The list of measures shot down by lawmakers is much broader than just Jindal's agenda.
Lawmakers again refused proposals to expand Louisiana's Medicaid program as authorized the federal health overhaul. But legislation nearing final passage would provide a financing mechanism to help Louisiana pay for an expansion if the state's next governor is interested, showing lawmakers haven't entirely shut the door on the idea.
Some lawmakers shelved their own bills rather than watch them get defeated, like a proposal that would have required police officers to wear body cameras or a measure that would have outlawed allowing children under the age of 12 to fire an Uzi submachine gun.
Other legislators pushed their bills only to see them fail at their first committee hearing.
That's what happened to a proposal to repeal a seven-year-old law that allows public school science teachers to use supplemental materials in their classrooms, criticized as a backdoor way to introduce creationism in science classes.
Also refused at their first hearing were proposals to: give all Louisiana workers paid sick days, to allow sales of raw milk from farmers to the public, to let citizens enact laws through ballot initiatives and to add new regulations to cable television providers.

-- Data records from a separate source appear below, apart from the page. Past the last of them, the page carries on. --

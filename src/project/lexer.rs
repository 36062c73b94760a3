// SPDX-License-Identifier: Apache-2.0
// Copyright 2026 the survnet-core contributors
//
// Licensed under the Apache License, Version 2.0 (the "License");
// you may not use this file except in compliance with the License.
// You may obtain a copy of the License at
//
//     http://www.apache.org/licenses/LICENSE-2.0
//
// Unless required by applicable law or agreed to in writing, software
// distributed under the License is distributed on an "AS IS" BASIS,
// WITHOUT WARRANTIES OR CONDITIONS OF ANY KIND, either express or implied.
// See the License for the specific language governing permissions and
// limitations under the License.

//! Tokenises a project file into an ordered stream of raw, `;`-terminated
//! records (`spec.md` §4.1). Per-record content parsing happens in
//! [`super::record`]; this module only knows about record boundaries,
//! comments and line numbers.

use crate::error::Error;

const RECOGNISED_PREFIXES: &[u8] = b"#[]@&%*$!";

/// A single `;`-terminated record, still in its raw textual form.
#[derive(Clone, Debug)]
pub struct RawRecord {
    pub prefix: u8,
    pub content: String,
    pub line: usize,
}

/// Splits `bytes` into raw records, stripping `/ ... /`-or-EOL comments and
/// treating any line that doesn't start with a recognised prefix character
/// as a comment line in its entirety.
pub fn lex(bytes: &[u8]) -> Result<Vec<RawRecord>, Error> {
    let mut line = 1usize;
    let mut i = 0usize;
    let len = bytes.len();
    let mut records = Vec::new();

    while i < len {
        let b = bytes[i];

        if b == b'\n' {
            line += 1;
            i += 1;
            continue;
        }

        if b.is_ascii_whitespace() {
            i += 1;
            continue;
        }

        if b == b'/' {
            i += 1;
            while i < len && bytes[i] != b'/' && bytes[i] != b'\n' {
                i += 1;
            }
            if i < len && bytes[i] == b'/' {
                i += 1;
            }
            continue;
        }

        if !RECOGNISED_PREFIXES.contains(&b) {
            // "all other lines" are comments: skip to end of this physical line.
            while i < len && bytes[i] != b'\n' {
                i += 1;
            }
            continue;
        }

        let start_line = line;
        let prefix = b;
        i += 1;
        let mut content = String::new();
        let mut terminated = false;

        while i < len {
            let c = bytes[i];
            if c == b';' {
                i += 1;
                terminated = true;
                break;
            }
            if c == b'\n' {
                line += 1;
                content.push(' ');
                i += 1;
                continue;
            }
            if c == b'/' {
                i += 1;
                while i < len && bytes[i] != b'/' && bytes[i] != b'\n' {
                    i += 1;
                }
                if i < len && bytes[i] == b'/' {
                    i += 1;
                }
                continue;
            }
            content.push(c as char);
            i += 1;
        }

        if !terminated {
            return Err(Error::ProjectParse {
                line: start_line,
                message: format!(
                    "unterminated record starting with '{}' (no ';' before end of input)",
                    prefix as char
                ),
            });
        }

        records.push(RawRecord {
            prefix,
            content,
            line: start_line,
        });
    }

    Ok(records)
}

/// Splits `s` on `sep`, but never inside a `[...]` bracket pair — used for
/// the `#file,link,name[unit,e,n,v]` file-entry grammar where fixed-station
/// brackets contain their own commas.
pub fn split_top_level(s: &str, sep: char) -> Vec<String> {
    let mut parts = Vec::new();
    let mut current = String::new();
    let mut depth = 0i32;

    for c in s.chars() {
        match c {
            '[' => {
                depth += 1;
                current.push(c);
            }
            ']' => {
                depth -= 1;
                current.push(c);
            }
            c if c == sep && depth == 0 => {
                parts.push(std::mem::take(&mut current));
            }
            c => current.push(c),
        }
    }
    parts.push(current);
    parts
}

/// Splits a numeric-field string on any run of characters that can't be
/// part of a number, per `spec.md` §4.1 ("separators are commas, spaces, or
/// any non-numeric/non-unit character").
pub fn split_numeric_fields(s: &str) -> Vec<String> {
    let mut fields = Vec::new();
    let mut current = String::new();

    let is_number_char = |c: char, first: bool| -> bool {
        c.is_ascii_digit() || c == '.' || (first && (c == '-' || c == '+'))
    };

    for c in s.chars() {
        if is_number_char(c, current.is_empty()) {
            current.push(c);
        } else if !current.is_empty() {
            fields.push(std::mem::take(&mut current));
        }
    }
    if !current.is_empty() {
        fields.push(current);
    }
    fields
}
// SPDX-License-Identifier: Apache-2.0
// Copyright 2026 the survnet-core contributors
//
// Licensed under the Apache License, Version 2.0 (the "License");
// you may not use this file except in compliance with the License.
// You may obtain a copy of the License at
//
//     http://www.apache.org/licenses/LICENSE-2.0
//
// Unless required by applicable law or agreed to in writing, software
// distributed under the License is distributed on an "AS IS" BASIS,
// WITHOUT WARRANTIES OR CONDITIONS OF ANY KIND, either express or implied.
// See the License for the specific language governing permissions and
// limitations under the License.

//! The format descriptor: an 11, 12 or 13 character string governing unit
//! interpretation and column order for a survey's shot rows (`spec.md` §3,
//! §4.2).

use crate::project::LrudAttach;

#[cfg(feature = "serde")]
use serde::{Deserialize, Serialize};

#[derive(Copy, Clone, Eq, PartialEq, Debug)]
#[cfg_attr(feature = "serde", derive(Serialize, Deserialize))]
pub enum BearingUnit {
    Degrees,
    Quadrant,
    Grads,
}

/// Shared by the length and passage positions of the descriptor.
#[derive(Copy, Clone, Eq, PartialEq, Debug)]
#[cfg_attr(feature = "serde", derive(Serialize, Deserialize))]
pub enum DistanceUnit {
    DecimalFeet,
    FeetAndInches,
    Meters,
}

#[derive(Copy, Clone, Eq, PartialEq, Debug)]
#[cfg_attr(feature = "serde", derive(Serialize, Deserialize))]
pub enum InclinationUnit {
    Degrees,
    PercentGrade,
    DegreesAndMinutes,
    Grads,
    DepthGauge,
}

#[derive(Copy, Clone, Eq, PartialEq, Debug)]
#[cfg_attr(feature = "serde", derive(Serialize, Deserialize))]
pub enum LrudItem {
    Left,
    Right,
    Up,
    Down,
}

#[derive(Copy, Clone, Eq, PartialEq, Debug)]
#[cfg_attr(feature = "serde", derive(Serialize, Deserialize))]
pub enum ShotItem {
    Length,
    Azimuth,
    Inclination,
}

#[derive(Copy, Clone, Eq, PartialEq, Debug, Default)]
#[cfg_attr(feature = "serde", derive(Serialize, Deserialize))]
pub enum BacksightMode {
    #[default]
    None,
    Redundant,
}

/// A parsed format descriptor (`spec.md` §3 `Format descriptor`).
#[derive(Clone, PartialEq, Debug)]
#[cfg_attr(feature = "serde", derive(Serialize, Deserialize))]
pub struct FormatDescriptor {
    pub bearing_unit: BearingUnit,
    pub length_unit: DistanceUnit,
    pub passage_unit: DistanceUnit,
    pub inclination_unit: InclinationUnit,
    pub lrud_order: [LrudItem; 4],
    pub shot_item_order: [ShotItem; 3],
    pub backsight_mode: BacksightMode,
    pub lrud_attach: LrudAttach,
}

impl FormatDescriptor {
    /// Parses the raw `FORMAT:` value. The string must be 11, 12 or 13
    /// uppercase characters; anything else is `survey.header`.
    pub fn parse(raw: &str) -> Result<Self, String> {
        let chars: Vec<char> = raw.chars().collect();
        if !(11..=13).contains(&chars.len()) {
            return Err(format!(
                "format descriptor must be 11, 12 or 13 characters, found {} (\"{raw}\")",
                chars.len()
            ));
        }

        let bearing_unit = match chars[0] {
            'D' => BearingUnit::Degrees,
            'Q' => BearingUnit::Quadrant,
            'R' => BearingUnit::Grads,
            c => return Err(format!("unknown bearing unit '{c}'")),
        };
        let length_unit = parse_distance_unit(chars[1])?;
        let passage_unit = parse_distance_unit(chars[2])?;
        let inclination_unit = match chars[3] {
            'D' => InclinationUnit::Degrees,
            'G' => InclinationUnit::PercentGrade,
            'M' => InclinationUnit::DegreesAndMinutes,
            'R' => InclinationUnit::Grads,
            'W' => InclinationUnit::DepthGauge,
            c => return Err(format!("unknown inclination unit '{c}'")),
        };

        let lrud_order = parse_lrud_order(&chars[4..8])?;
        let shot_item_order = parse_shot_item_order(&chars[8..11])?;

        let backsight_mode = if chars.len() >= 12 {
            match chars[11] {
                'B' => BacksightMode::Redundant,
                'N' => BacksightMode::None,
                c => return Err(format!("unknown backsight mode '{c}'")),
            }
        } else {
            BacksightMode::None
        };

        let lrud_attach = if chars.len() == 13 {
            match chars[12] {
                'F' => LrudAttach::From,
                'T' => LrudAttach::To,
                c => return Err(format!("unknown LRUD attach side '{c}'")),
            }
        } else {
            LrudAttach::From
        };

        if backsight_mode == BacksightMode::Redundant && inclination_unit == InclinationUnit::DepthGauge {
            return Err(
                "redundant backsight and depth-gauge inclination are mutually exclusive".to_string(),
            );
        }

        Ok(Self {
            bearing_unit,
            length_unit,
            passage_unit,
            inclination_unit,
            lrud_order,
            shot_item_order,
            backsight_mode,
            lrud_attach,
        })
    }
}

fn parse_distance_unit(c: char) -> Result<DistanceUnit, String> {
    match c {
        'D' => Ok(DistanceUnit::DecimalFeet),
        'I' => Ok(DistanceUnit::FeetAndInches),
        'M' => Ok(DistanceUnit::Meters),
        other => Err(format!("unknown distance unit '{other}'")),
    }
}

fn parse_lrud_order(chars: &[char]) -> Result<[LrudItem; 4], String> {
    let mut order = [LrudItem::Left; 4];
    for (i, c) in chars.iter().enumerate() {
        order[i] = match c {
            'L' => LrudItem::Left,
            'R' => LrudItem::Right,
            'U' => LrudItem::Up,
            'D' => LrudItem::Down,
            other => return Err(format!("unknown LRUD-order character '{other}'")),
        };
    }
    if !is_permutation(&order) {
        return Err("LRUD order must use L, R, U, D exactly once each".to_string());
    }
    Ok(order)
}

fn is_permutation(order: &[LrudItem; 4]) -> bool {
    let mut seen = [false; 4];
    for item in order {
        let idx = match item {
            LrudItem::Left => 0,
            LrudItem::Right => 1,
            LrudItem::Up => 2,
            LrudItem::Down => 3,
        };
        if seen[idx] {
            return false;
        }
        seen[idx] = true;
    }
    true
}

fn parse_shot_item_order(chars: &[char]) -> Result<[ShotItem; 3], String> {
    let mut order = [ShotItem::Length; 3];
    for (i, c) in chars.iter().enumerate() {
        order[i] = match c {
            'L' => ShotItem::Length,
            'A' => ShotItem::Azimuth,
            'D' => ShotItem::Inclination,
            other => return Err(format!("unknown shot-item character '{other}'")),
        };
    }
    let mut seen = [false; 3];
    for item in &order {
        let idx = match item {
            ShotItem::Length => 0,
            ShotItem::Azimuth => 1,
            ShotItem::Inclination => 2,
        };
        if seen[idx] {
            return Err("shot-item order must use L, A, D exactly once each".to_string());
        }
        seen[idx] = true;
    }
    Ok(order)
}
// SPDX-License-Identifier: Apache-2.0
// Copyright 2026 the survnet-core contributors
//
// Licensed under the Apache License, Version 2.0 (the "License");
// you may not use this file except in compliance with the License.
// You may obtain a copy of the License at
//
//     http://www.apache.org/licenses/LICENSE-2.0
//
// Unless required by applicable law or agreed to in writing, software
// distributed under the License is distributed on an "AS IS" BASIS,
// WITHOUT WARRANTIES OR CONDITIONS OF ANY KIND, either express or implied.
// See the License for the specific language governing permissions and
// limitations under the License.

//! Per-record-type content parsing. [`super::lexer`] hands us the raw,
//! already-delimited content of one record; this module turns that text
//! into typed values, per the grammar in `spec.md` §4.1/§6.

use crate::error::Error;
use crate::measurements::LengthUnit;

use super::lexer::{split_numeric_fields, split_top_level};

/// One entry in a file's comma list: either a bare link station name, or a
/// fixed station declared as `name[unit,east,north,vertical]`.
#[derive(Clone, Debug, PartialEq)]
pub enum FileMember {
    Link(String),
    Fixed(FixedStationSpec),
}

#[derive(Clone, Debug, PartialEq)]
pub struct FixedStationSpec {
    pub name: String,
    pub unit: LengthUnit,
    pub east: f64,
    pub north: f64,
    pub vertical: f64,
}

fn parse_f64(field: &str, line: usize) -> Result<f64, Error> {
    field.trim().parse::<f64>().map_err(|_| Error::ProjectParse {
        line,
        message: format!("expected a number, found \"{}\"", field.trim()),
    })
}

fn parse_i32(field: &str, line: usize) -> Result<i32, Error> {
    field.trim().parse::<i32>().map_err(|_| Error::ProjectParse {
        line,
        message: format!("expected an integer, found \"{}\"", field.trim()),
    })
}

/// `#<path>[,<link-or-fixed>]*;`
pub fn parse_file_entry(content: &str, line: usize) -> Result<(String, Vec<FileMember>), Error> {
    let parts = split_top_level(content, ',');
    let mut parts = parts.into_iter();

    let path = parts
        .next()
        .map(|s| s.trim().to_string())
        .filter(|s| !s.is_empty())
        .ok_or_else(|| Error::ProjectParse {
            line,
            message: "file entry has no path".to_string(),
        })?;

    let mut members = Vec::new();
    for part in parts {
        let part = part.trim();
        if part.is_empty() {
            continue;
        }
        members.push(parse_member(part, line)?);
    }

    Ok((path, members))
}

fn parse_member(part: &str, line: usize) -> Result<FileMember, Error> {
    match part.find('[') {
        None => Ok(FileMember::Link(part.to_string())),
        Some(bracket_start) => {
            let name = part[..bracket_start].trim().to_string();
            let rest = &part[bracket_start + 1..];
            let inner = rest.strip_suffix(']').unwrap_or(rest);

            let unit_char = inner.chars().next().ok_or_else(|| Error::ProjectParse {
                line,
                message: format!("empty fixed-station brackets for \"{name}\""),
            })?;
            let unit = match unit_char {
                'F' | 'f' => LengthUnit::Feet,
                'M' | 'm' => LengthUnit::Meters,
                other => {
                    return Err(Error::ProjectParse {
                        line,
                        message: format!("unknown fixed-station unit '{other}' for \"{name}\""),
                    })
                }
            };

            let fields = split_numeric_fields(&inner[unit_char.len_utf8()..]);
            if fields.len() != 3 {
                return Err(Error::ProjectParse {
                    line,
                    message: format!(
                        "fixed station \"{name}\" needs east,north,vertical, found {} field(s)",
                        fields.len()
                    ),
                });
            }

            Ok(FileMember::Fixed(FixedStationSpec {
                name,
                unit,
                east: parse_f64(&fields[0], line)?,
                north: parse_f64(&fields[1], line)?,
                vertical: parse_f64(&fields[2], line)?,
            }))
        }
    }
}

/// `@<east>,<north>,<elev>,<zone>,<conv>;` (meters, meters, meters, integer, degrees)
pub struct BaseLocation {
    pub east_m: f64,
    pub north_m: f64,
    pub elevation_m: f64,
    pub zone: i32,
    pub convergence_deg: f64,
}

pub fn parse_base(content: &str, line: usize) -> Result<BaseLocation, Error> {
    let fields = split_numeric_fields(content);
    if fields.len() != 5 {
        return Err(Error::ProjectParse {
            line,
            message: format!(
                "base location needs 5 fields (east,north,elev,zone,conv), found {}",
                fields.len()
            ),
        });
    }

    Ok(BaseLocation {
        east_m: parse_f64(&fields[0], line)?,
        north_m: parse_f64(&fields[1], line)?,
        elevation_m: parse_f64(&fields[2], line)?,
        zone: parse_i32(&fields[3], line)?,
        convergence_deg: parse_f64(&fields[4], line)?,
    })
}

/// `%<number>;` or `*<number>;`
pub fn parse_convergence_value(content: &str, line: usize) -> Result<f64, Error> {
    parse_f64(content.trim(), line)
}

/// `$<integer>;`
pub fn parse_zone(content: &str, line: usize) -> Result<i32, Error> {
    parse_i32(content.trim(), line)
}

/// `[<folder-name>;`
pub fn parse_folder_name(content: &str) -> String {
    content.trim().to_string()
}

/// `&<datum string>;`
pub fn parse_datum(content: &str) -> String {
    content.trim().to_string()
}

#[cfg(test)]
mod tests {
    use super::*;

    #[test]
    fn parses_plain_link_list() {
        let (path, members) = parse_file_entry("survey1.dat,A1,A2", 1).unwrap();
        assert_eq!(path, "survey1.dat");
        assert_eq!(
            members,
            vec![
                FileMember::Link("A1".to_string()),
                FileMember::Link("A2".to_string())
            ]
        );
    }

    #[test]
    fn parses_fixed_station_member() {
        let (_, members) = parse_file_entry("s.dat,A1[F,100,200,300]", 1).unwrap();
        assert_eq!(
            members,
            vec![FileMember::Fixed(FixedStationSpec {
                name: "A1".to_string(),
                unit: LengthUnit::Feet,
                east: 100.0,
                north: 200.0,
                vertical: 300.0,
            })]
        );
    }

    #[test]
    fn parses_mixed_links_and_fixed() {
        let (_, members) = parse_file_entry("s.dat,A1,B2[M,1,2,3],A1", 1).unwrap();
        assert_eq!(members.len(), 3);
    }

    #[test]
    fn base_location_parses_five_fields() {
        let base = parse_base("500000,4000000,120,17,1.25", 1).unwrap();
        assert_eq!(base.zone, 17);
        assert_eq!(base.convergence_deg, 1.25);
    }

    #[test]
    fn malformed_zone_is_fatal() {
        let err = parse_base("1,2,3,not-a-number,5", 9).unwrap_err();
        assert!(matches!(err, Error::ProjectParse { line: 9, .. }));
    }
}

A contentious anti-union bill, to ban automatically-deducted union dues from public worker paychecks, won approval from a House committee, only to sputter on the House floor. Debate on the idea was scrapped amid pushback from teachers, police officers and firefighters — not the kind of floor fight most lawmakers want to have in an election year.
That proposal was a key initiative of the Louisiana Association of Business and Industry, a powerful lobbying group that has seen many of its high-profile issues sputter. Its package of "judicial transparency" bills to require more disclosure of judicial contracts and court budgets failed to get out of a House committee.
Jettisoned by a Senate committee after getting overwhelming support from the House was a proposal to add a new legal restriction banning gender-based "sex-selection" abortions.
In the final two weeks of the session, lawmakers appear to be focusing on the issue that was supposed to be grabbing their attention all along: the state's finances. But many of the discarded proposals rejected this year are certain to appear again next year.